ASSIGNED TASK: When the line containing "let lower = item.text.to_lowercase();" appears in the entries below, begin printing there and stop after the line containing "if topics.iter().any(|topic| lower.contains(topic.as_str()))"; print each of those lines exactly and no other line.

[Stored data]

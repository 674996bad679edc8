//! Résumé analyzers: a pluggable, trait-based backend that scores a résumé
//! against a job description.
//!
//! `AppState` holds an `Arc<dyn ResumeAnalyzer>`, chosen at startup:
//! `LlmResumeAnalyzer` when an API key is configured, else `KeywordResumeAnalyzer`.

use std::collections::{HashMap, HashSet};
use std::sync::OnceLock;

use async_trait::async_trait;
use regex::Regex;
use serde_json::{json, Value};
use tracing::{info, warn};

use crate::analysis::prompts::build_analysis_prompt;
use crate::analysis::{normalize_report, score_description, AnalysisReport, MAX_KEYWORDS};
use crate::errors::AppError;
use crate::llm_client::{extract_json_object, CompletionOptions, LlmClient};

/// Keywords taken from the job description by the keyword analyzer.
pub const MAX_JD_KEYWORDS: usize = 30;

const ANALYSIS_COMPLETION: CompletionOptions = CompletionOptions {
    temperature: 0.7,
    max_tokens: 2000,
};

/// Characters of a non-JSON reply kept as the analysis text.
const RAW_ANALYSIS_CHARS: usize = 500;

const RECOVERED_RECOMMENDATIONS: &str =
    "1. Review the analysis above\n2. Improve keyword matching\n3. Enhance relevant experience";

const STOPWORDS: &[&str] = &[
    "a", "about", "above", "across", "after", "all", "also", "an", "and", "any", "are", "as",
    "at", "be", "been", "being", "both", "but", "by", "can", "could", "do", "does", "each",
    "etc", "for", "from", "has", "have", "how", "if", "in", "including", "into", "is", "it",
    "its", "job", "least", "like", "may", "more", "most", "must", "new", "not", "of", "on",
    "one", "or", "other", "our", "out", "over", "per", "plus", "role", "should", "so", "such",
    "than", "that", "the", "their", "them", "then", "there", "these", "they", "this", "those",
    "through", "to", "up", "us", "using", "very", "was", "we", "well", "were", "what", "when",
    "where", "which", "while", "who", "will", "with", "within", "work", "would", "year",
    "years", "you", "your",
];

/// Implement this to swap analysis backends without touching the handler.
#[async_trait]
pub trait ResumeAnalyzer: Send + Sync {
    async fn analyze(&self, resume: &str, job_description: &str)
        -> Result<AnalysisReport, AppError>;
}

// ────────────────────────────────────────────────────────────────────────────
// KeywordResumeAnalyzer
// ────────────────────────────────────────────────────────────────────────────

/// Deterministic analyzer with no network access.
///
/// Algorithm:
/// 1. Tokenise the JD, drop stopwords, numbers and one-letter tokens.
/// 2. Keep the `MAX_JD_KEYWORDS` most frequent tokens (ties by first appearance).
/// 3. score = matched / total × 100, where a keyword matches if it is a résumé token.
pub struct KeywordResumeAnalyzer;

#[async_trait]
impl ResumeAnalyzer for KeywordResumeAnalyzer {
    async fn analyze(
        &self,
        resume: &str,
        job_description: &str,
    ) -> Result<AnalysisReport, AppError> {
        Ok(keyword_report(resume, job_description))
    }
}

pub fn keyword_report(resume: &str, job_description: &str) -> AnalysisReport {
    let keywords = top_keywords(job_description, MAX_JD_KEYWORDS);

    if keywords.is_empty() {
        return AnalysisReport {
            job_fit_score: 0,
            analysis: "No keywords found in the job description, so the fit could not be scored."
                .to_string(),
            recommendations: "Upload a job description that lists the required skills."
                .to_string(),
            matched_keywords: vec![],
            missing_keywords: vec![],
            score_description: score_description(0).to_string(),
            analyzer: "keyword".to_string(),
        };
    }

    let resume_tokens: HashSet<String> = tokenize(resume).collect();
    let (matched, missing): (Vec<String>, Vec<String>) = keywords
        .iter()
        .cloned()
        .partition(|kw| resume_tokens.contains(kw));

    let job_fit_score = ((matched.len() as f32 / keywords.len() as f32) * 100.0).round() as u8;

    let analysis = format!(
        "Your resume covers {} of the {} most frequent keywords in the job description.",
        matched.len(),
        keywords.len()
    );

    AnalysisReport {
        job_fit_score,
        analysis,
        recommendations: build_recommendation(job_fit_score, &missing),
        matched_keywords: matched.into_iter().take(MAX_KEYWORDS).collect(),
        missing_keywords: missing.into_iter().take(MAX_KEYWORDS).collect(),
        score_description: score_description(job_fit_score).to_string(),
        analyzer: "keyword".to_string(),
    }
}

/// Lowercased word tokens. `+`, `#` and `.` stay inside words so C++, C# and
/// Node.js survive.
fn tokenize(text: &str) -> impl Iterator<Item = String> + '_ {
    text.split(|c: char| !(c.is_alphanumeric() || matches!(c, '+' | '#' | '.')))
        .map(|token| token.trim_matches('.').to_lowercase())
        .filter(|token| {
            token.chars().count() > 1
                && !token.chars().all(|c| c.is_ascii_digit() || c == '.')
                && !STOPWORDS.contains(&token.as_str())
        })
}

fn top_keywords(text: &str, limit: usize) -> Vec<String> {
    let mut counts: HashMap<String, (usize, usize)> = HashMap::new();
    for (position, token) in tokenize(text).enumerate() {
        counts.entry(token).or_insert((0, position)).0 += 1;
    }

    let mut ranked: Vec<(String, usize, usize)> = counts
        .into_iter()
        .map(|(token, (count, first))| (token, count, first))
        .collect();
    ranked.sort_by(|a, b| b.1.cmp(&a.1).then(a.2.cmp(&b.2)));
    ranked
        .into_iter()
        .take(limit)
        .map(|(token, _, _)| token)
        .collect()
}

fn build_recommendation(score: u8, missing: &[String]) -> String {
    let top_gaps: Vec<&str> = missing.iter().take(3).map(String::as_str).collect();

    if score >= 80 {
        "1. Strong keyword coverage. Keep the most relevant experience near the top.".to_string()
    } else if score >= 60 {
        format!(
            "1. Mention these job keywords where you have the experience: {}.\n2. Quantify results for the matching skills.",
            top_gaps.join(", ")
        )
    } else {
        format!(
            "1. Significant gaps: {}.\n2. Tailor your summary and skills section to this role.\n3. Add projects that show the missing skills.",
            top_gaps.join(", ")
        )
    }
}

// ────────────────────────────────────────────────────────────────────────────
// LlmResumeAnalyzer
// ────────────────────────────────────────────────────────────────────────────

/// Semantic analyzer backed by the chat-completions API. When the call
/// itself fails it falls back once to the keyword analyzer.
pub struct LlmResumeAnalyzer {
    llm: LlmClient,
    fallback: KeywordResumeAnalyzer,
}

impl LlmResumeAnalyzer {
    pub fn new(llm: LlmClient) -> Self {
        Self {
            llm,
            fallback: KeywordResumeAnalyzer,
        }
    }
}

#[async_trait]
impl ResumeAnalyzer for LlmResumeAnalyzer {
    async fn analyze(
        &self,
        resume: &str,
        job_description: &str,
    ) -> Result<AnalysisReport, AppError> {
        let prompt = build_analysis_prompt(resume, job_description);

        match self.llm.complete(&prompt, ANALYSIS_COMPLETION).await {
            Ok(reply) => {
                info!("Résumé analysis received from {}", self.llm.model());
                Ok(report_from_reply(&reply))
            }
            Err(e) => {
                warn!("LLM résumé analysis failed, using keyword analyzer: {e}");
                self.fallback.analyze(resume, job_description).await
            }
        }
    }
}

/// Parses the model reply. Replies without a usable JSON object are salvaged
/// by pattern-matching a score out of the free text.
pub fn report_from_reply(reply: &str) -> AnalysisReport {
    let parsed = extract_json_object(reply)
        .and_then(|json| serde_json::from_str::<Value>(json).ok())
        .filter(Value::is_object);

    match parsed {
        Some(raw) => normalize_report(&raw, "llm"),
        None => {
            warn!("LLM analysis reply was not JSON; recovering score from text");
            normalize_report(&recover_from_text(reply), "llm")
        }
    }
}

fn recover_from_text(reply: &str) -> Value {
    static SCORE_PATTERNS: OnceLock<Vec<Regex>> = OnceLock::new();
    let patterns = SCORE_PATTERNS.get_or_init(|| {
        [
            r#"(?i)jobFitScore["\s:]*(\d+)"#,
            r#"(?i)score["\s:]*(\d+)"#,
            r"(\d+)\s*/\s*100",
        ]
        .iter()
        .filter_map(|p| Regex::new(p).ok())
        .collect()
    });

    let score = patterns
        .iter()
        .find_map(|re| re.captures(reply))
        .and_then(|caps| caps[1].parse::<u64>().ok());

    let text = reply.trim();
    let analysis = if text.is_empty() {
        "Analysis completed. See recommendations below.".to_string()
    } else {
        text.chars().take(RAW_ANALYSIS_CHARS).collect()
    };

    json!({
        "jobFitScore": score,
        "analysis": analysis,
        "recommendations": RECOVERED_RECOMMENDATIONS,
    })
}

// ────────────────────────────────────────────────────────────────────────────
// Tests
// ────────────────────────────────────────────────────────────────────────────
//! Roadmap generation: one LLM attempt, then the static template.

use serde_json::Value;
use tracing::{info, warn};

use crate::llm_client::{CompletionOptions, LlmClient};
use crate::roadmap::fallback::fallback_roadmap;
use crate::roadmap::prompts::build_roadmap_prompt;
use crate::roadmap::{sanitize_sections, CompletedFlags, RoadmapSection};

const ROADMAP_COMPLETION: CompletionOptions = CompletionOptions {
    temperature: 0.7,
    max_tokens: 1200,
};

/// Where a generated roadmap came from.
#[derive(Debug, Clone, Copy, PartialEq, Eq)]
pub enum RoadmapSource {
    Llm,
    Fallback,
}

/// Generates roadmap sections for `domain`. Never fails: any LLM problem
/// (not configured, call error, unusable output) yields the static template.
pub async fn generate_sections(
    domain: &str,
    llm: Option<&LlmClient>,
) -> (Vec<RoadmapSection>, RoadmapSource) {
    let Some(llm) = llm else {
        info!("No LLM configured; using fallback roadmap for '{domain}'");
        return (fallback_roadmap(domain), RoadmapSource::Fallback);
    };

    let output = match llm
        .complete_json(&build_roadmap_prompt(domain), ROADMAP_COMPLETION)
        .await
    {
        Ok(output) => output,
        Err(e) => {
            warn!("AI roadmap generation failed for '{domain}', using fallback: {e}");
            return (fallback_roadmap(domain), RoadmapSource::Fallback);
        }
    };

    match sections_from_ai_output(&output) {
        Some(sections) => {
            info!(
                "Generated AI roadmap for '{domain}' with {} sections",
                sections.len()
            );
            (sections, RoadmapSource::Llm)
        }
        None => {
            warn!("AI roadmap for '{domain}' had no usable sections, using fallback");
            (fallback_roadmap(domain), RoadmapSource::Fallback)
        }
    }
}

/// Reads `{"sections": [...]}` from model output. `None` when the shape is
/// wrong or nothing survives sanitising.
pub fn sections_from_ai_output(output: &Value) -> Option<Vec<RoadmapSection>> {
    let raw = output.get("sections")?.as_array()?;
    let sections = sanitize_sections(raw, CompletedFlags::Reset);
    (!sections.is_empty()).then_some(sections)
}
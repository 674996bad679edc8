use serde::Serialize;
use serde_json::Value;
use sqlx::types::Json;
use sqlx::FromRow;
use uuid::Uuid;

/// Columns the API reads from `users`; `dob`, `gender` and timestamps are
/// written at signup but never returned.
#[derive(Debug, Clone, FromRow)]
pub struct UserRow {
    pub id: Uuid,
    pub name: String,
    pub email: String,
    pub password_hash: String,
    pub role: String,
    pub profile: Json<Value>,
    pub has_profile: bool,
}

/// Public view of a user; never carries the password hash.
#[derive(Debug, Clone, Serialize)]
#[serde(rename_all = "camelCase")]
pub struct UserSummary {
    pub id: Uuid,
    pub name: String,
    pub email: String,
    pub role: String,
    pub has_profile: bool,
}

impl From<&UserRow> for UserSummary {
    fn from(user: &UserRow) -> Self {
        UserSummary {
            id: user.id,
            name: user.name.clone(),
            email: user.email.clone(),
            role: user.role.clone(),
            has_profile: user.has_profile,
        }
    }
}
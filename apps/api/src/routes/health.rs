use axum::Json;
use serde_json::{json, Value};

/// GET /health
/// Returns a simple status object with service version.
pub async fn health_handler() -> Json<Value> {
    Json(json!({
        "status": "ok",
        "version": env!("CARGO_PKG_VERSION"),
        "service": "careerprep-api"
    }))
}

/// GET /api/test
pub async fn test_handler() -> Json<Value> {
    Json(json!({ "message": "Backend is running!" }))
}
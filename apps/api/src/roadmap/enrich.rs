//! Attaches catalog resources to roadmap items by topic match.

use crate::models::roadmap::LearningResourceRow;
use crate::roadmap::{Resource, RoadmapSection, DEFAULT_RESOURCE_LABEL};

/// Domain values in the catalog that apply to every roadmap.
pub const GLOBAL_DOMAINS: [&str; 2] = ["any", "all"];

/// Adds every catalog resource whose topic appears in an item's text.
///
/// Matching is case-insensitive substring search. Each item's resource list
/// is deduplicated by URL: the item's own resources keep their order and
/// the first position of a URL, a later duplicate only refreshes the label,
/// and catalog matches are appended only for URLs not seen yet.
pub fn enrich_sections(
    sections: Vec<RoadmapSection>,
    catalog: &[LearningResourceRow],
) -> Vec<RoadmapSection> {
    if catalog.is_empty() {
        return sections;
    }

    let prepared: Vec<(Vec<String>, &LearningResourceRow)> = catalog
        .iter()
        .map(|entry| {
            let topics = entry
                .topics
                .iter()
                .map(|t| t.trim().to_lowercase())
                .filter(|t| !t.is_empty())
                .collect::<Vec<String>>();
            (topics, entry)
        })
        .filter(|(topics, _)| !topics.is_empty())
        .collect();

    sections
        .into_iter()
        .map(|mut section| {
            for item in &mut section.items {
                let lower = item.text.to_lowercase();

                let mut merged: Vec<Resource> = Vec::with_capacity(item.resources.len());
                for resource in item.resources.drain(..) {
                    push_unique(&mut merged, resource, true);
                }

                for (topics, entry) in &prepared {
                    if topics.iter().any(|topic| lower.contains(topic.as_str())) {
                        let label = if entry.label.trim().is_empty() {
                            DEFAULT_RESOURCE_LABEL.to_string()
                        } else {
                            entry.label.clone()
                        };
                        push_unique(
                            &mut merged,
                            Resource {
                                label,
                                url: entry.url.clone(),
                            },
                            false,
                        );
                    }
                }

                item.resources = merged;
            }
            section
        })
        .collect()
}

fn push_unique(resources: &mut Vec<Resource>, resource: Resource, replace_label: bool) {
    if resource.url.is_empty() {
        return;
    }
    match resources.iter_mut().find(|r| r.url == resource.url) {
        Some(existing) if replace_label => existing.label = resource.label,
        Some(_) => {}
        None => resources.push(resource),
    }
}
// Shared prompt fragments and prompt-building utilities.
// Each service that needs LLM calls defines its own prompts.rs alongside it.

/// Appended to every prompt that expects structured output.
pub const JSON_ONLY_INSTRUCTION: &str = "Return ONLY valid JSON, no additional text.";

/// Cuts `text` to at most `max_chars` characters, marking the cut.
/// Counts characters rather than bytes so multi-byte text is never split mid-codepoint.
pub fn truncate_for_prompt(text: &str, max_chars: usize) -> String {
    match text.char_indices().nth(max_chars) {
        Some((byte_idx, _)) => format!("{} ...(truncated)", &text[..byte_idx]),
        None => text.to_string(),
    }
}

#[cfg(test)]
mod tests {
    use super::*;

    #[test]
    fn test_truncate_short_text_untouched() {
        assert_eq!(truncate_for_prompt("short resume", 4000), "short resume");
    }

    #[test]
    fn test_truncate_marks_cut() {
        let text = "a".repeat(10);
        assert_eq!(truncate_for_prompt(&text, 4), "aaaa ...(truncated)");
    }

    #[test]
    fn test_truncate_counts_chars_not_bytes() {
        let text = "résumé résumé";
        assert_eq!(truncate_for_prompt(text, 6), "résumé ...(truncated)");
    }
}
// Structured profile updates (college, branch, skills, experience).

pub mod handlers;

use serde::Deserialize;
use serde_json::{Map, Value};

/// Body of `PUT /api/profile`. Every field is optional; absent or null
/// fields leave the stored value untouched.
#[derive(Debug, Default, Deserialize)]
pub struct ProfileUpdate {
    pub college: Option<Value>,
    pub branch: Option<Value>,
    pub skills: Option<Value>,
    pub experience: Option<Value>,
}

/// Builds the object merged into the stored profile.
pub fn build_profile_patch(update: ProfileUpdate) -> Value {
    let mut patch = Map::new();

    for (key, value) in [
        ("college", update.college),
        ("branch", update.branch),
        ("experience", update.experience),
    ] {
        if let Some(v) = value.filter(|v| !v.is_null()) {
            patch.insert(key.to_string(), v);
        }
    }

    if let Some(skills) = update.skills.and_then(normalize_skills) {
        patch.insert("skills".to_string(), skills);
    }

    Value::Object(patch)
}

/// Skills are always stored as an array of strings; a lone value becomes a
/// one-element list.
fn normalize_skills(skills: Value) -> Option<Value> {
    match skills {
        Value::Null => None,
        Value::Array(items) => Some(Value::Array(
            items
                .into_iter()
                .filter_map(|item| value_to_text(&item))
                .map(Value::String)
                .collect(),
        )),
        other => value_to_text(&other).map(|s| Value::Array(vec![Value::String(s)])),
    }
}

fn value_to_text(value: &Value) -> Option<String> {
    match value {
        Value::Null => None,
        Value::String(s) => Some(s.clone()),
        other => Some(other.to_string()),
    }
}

PROBLEM SOLUTION:
                let lower = item.text.to_lowercase();

                let mut merged: Vec<Resource> = Vec::with_capacity(item.resources.len());
                for resource in item.resources.drain(..) {
                    push_unique(&mut merged, resource, true);
                }

                for (topics, entry) in &prepared {
                    if topics.iter().any(|topic| lower.contains(topic.as_str())) {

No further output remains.